Looks good, I'd be interested in what type of clear coat it had on it and what it took you to get it off, also if the grain now need filling or not, thanks, J.


----------



## nicolasrivera (Jun 10, 2009)

Jimmy_D said:


> Looks good, I'd be interested in what type of clear coat it had on it and what it took you to get it off, also if the grain now need filling or not, thanks, J.


The original finish is a polyester one PRS uses, thin, but to me completely inappropriate for such guitars. I will finish her in Lacquer and it does not need any filing.

Here she is in the curing process just after i finished rubbing the colors.
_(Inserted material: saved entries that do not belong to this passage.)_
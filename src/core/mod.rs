//! Core block abstractions and types
//!
//! This module defines the block record that every other component agrees on,
//! the degraded locked form used for premium content without an entitlement,
//! and the identifiers used by the editor manager.

pub mod block;
pub mod fields;
pub mod markup;
pub mod registry;

use serde::{Deserialize, Serialize};
use serde_json::{Map, Value};
use uuid::Uuid;

/// Discriminator carried by locked records in exported JSON.
pub const LOCKED_TYPE: &str = "premium-locked";

/// Unique identifier for a live editor instance
#[derive(Debug, Clone, Copy, PartialEq, Eq, Hash, Serialize, Deserialize)]
pub struct EditorId(pub Uuid);

impl EditorId {
    /// Generate a new random editor ID
    pub fn new() -> Self {
        EditorId(Uuid::new_v4())
    }
}

impl Default for EditorId {
    fn default() -> Self {
        Self::new()
    }
}

impl std::fmt::Display for EditorId {
    fn fmt(&self, f: &mut std::fmt::Formatter<'_>) -> std::fmt::Result {
        write!(f, "ef-editor-{}", self.0)
    }
}

fn default_layout() -> String {
    "column".into()
}

/// One unit of content.
///
/// `text` holds every variant-specific value encoded with the per-kind
/// grammar in [`crate::categories`]. Fields the codec does not know about are
/// kept in `extra` so JSON imports pass them through unchanged.
#[derive(Debug, Clone, PartialEq, Serialize, Deserialize)]
pub struct BlockRecord {
    /// Structural role (`h2`, `p`, `ol`, `table`, `div`, ...)
    pub tag: String,
    /// Variant discriminator when `tag` alone is ambiguous
    #[serde(rename = "type", default, skip_serializing_if = "Option::is_none")]
    pub block_type: Option<String>,
    /// Encoded variant data
    #[serde(default)]
    pub text: String,
    /// Presentation hint, not interpreted by the codec
    #[serde(default)]
    pub class: String,
    /// Presentation hint, not interpreted by the codec
    #[serde(default = "default_layout")]
    pub layout: String,
    /// Provenance note attached by the importer
    #[serde(default, skip_serializing_if = "Option::is_none")]
    pub note: Option<String>,
    /// Unrecognised fields, preserved verbatim
    #[serde(flatten)]
    pub extra: Map<String, Value>,
}

impl BlockRecord {
    /// Create a record with the given tag and empty content
    pub fn new(tag: impl Into<String>) -> Self {
        Self {
            tag: tag.into(),
            block_type: None,
            text: String::new(),
            class: String::new(),
            layout: default_layout(),
            note: None,
            extra: Map::new(),
        }
    }

    pub fn with_type(mut self, block_type: impl Into<String>) -> Self {
        self.block_type = Some(block_type.into());
        self
    }

    pub fn with_text(mut self, text: impl Into<String>) -> Self {
        self.text = text.into();
        self
    }

    pub fn with_class(mut self, class: impl Into<String>) -> Self {
        self.class = class.into();
        self
    }

    pub fn with_layout(mut self, layout: impl Into<String>) -> Self {
        self.layout = layout.into();
        self
    }

    pub fn with_note(mut self, note: impl Into<String>) -> Self {
        self.note = Some(note.into());
        self
    }

    /// The dispatch key: `type` when present, otherwise `tag`.
    pub fn kind(&self) -> &str {
        match &self.block_type {
            Some(t) if !t.is_empty() => t,
            _ => &self.tag,
        }
    }

    /// A record without a tag is invalid and must be skipped.
    pub fn is_valid(&self) -> bool {
        !self.tag.trim().is_empty()
    }

    /// Deserialize a record from an arbitrary JSON value.
    ///
    /// Returns `None` for anything that is not an object with a non-empty
    /// string `tag`.
    pub fn from_value(value: Value) -> Option<Self> {
        let has_tag = value
            .get("tag")
            .and_then(Value::as_str)
            .is_some_and(|t| !t.trim().is_empty());
        if !has_tag {
            return None;
        }
        serde_json::from_value(value).ok()
    }

    /// Canonical serialized form used for signing and payload embedding.
    pub fn serialized(&self) -> String {
        // A struct of strings and a JSON map cannot fail to serialize.
        serde_json::to_string(self).unwrap_or_default()
    }
}

/// Degraded form of a premium record shown when no entitlement is present.
///
/// The original content is only reachable through `encrypted` (base64 of the
/// serialized record), which is never written to render or export surfaces.
#[derive(Debug, Clone, PartialEq, Serialize, Deserialize)]
#[serde(rename_all = "camelCase")]
pub struct LockedBlockRecord {
    /// Kind of the original record
    pub locked_type: String,
    /// Retained payload, base64 of the serialized original
    #[serde(default, skip_serializing_if = "Option::is_none")]
    pub encrypted: Option<String>,
    /// Signature over the serialized original
    #[serde(default, skip_serializing_if = "Option::is_none")]
    pub signature: Option<String>,
    #[serde(default)]
    pub note: String,
}

impl LockedBlockRecord {
    pub fn new(locked_type: impl Into<String>, note: impl Into<String>) -> Self {
        Self {
            locked_type: locked_type.into(),
            encrypted: None,
            signature: None,
            note: note.into(),
        }
    }

    /// Whether the original can still be restored by re-validation.
    pub fn has_payload(&self) -> bool {
        self.encrypted.is_some() && self.signature.is_some()
    }

    /// Export-safe view: type, locked type and note only.
    pub fn public_value(&self) -> Value {
        serde_json::json!({
            "type": LOCKED_TYPE,
            "lockedType": self.locked_type,
            "note": self.note,
        })
    }

    /// Full value including the retained payload, for in-memory snapshots.
    pub fn to_value(&self) -> Value {
        let mut value = self.public_value();
        if let Some(obj) = value.as_object_mut() {
            if let Some(encrypted) = &self.encrypted {
                obj.insert("encrypted".into(), Value::String(encrypted.clone()));
            }
            if let Some(signature) = &self.signature {
                obj.insert("signature".into(), Value::String(signature.clone()));
            }
        }
        value
    }
}

/// An entry of the block store: full content or a locked placeholder.
#[derive(Debug, Clone, PartialEq)]
pub enum StoredBlock {
    Content(BlockRecord),
    Locked(LockedBlockRecord),
}

impl StoredBlock {
    /// Classify a JSON value.
    ///
    /// Objects with `type = "premium-locked"` become locked records, objects
    /// with a tag become content, everything else is rejected.
    pub fn from_value(value: Value) -> Option<Self> {
        let is_locked = value.get("type").and_then(Value::as_str) == Some(LOCKED_TYPE);
        if is_locked {
            return serde_json::from_value::<LockedBlockRecord>(value)
                .ok()
                .map(StoredBlock::Locked);
        }
        BlockRecord::from_value(value).map(StoredBlock::Content)
    }

    /// Kind of the content, or of the original for locked records
    pub fn kind(&self) -> &str {
        match self {
            StoredBlock::Content(record) => record.kind(),
            StoredBlock::Locked(locked) => &locked.locked_type,
        }
    }

    pub fn is_locked(&self) -> bool {
        matches!(self, StoredBlock::Locked(_))
    }

    pub fn as_content(&self) -> Option<&BlockRecord> {
        match self {
            StoredBlock::Content(record) => Some(record),
            StoredBlock::Locked(_) => None,
        }
    }

    pub fn as_locked(&self) -> Option<&LockedBlockRecord> {
        match self {
            StoredBlock::Locked(locked) => Some(locked),
            StoredBlock::Content(_) => None,
        }
    }
}

impl From<BlockRecord> for StoredBlock {
    fn from(record: BlockRecord) -> Self {
        StoredBlock::Content(record)
    }
}

impl From<LockedBlockRecord> for StoredBlock {
    fn from(locked: LockedBlockRecord) -> Self {
        StoredBlock::Locked(locked)
    }
}

#[cfg(test)]
mod tests {
    use super::*;
    use serde_json::json;

    #[test]
    fn test_kind_prefers_type() {
        let record = BlockRecord::new("div").with_type("tip-info");
        assert_eq!(record.kind(), "tip-info");

        let heading = BlockRecord::new("h2");
        assert_eq!(heading.kind(), "h2");
    }

    #[test]
    fn test_from_value_requires_tag() {
        assert!(BlockRecord::from_value(json!({ "text": "orphan" })).is_none());
        assert!(BlockRecord::from_value(json!({ "tag": "", "text": "x" })).is_none());
        assert!(BlockRecord::from_value(json!("not an object")).is_none());

        let record = BlockRecord::from_value(json!({ "tag": "p", "text": "hello" })).unwrap();
        assert_eq!(record.text, "hello");
        assert_eq!(record.layout, "column");
    }

    #[test]
    fn test_unknown_fields_pass_through() {
        let value = json!({ "tag": "p", "text": "x", "class": "", "layout": "column", "id": 42 });
        let record = BlockRecord::from_value(value.clone()).unwrap();
        assert_eq!(record.extra.get("id"), Some(&json!(42)));
        assert_eq!(serde_json::to_value(&record).unwrap(), value);
    }

    #[test]
    fn test_stored_block_classification() {
        let locked = StoredBlock::from_value(json!({
            "type": "premium-locked",
            "lockedType": "tip-info",
            "note": "locked"
        }))
        .unwrap();
        assert!(locked.is_locked());
        assert_eq!(locked.kind(), "tip-info");

        let content = StoredBlock::from_value(json!({ "tag": "h2", "text": "Title" })).unwrap();
        assert!(!content.is_locked());

        assert!(StoredBlock::from_value(json!({ "type": "tip-info" })).is_none());
    }

    #[test]
    fn test_public_value_hides_payload() {
        let mut locked = LockedBlockRecord::new("card-basic", "requires license");
        locked.encrypted = Some("c2VjcmV0".into());
        locked.signature = Some("deadbeef".into());

        let public = locked.public_value();
        assert!(public.get("encrypted").is_none());
        assert!(public.get("signature").is_none());
        assert_eq!(public["type"], LOCKED_TYPE);

        let full = locked.to_value();
        assert_eq!(full["encrypted"], "c2VjcmV0");
    }

    #[test]
    fn test_editor_id_uniqueness() {
        assert_ne!(EditorId::new(), EditorId::new());
    }
}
A before photo in her original TransBlack Poly finish.


----------



## Macki (Jun 14, 2010)

That is really nice looking, great colors.


----------



## Rideski (Feb 25, 2009)

Nice job Nico.


----------



## nicolasrivera (Jun 10, 2009)

UPDATE: Just finished doing the back and sides and the "Brazilian Rosewood neck", of course it is not rosewood, but i managed to mix just the right amount of tints to reproduce that same look!!! love it.


The natural wood color of the back and sides shows like its uneven, but once the clear coat is sprayed it will look even!.


----------



## corailz (May 1, 2008)

Frig!I want all my guitar's necks this same colour!!!It is wonderfull!


----------



## nicolasrivera (Jun 10, 2009)

Update:


----------



## corailz (May 1, 2008)

Simply stunning!!!!!


----------



## Rudder Bug (Nov 21, 2011)

Wonderful job, congrats, my hat goes off to you!


----------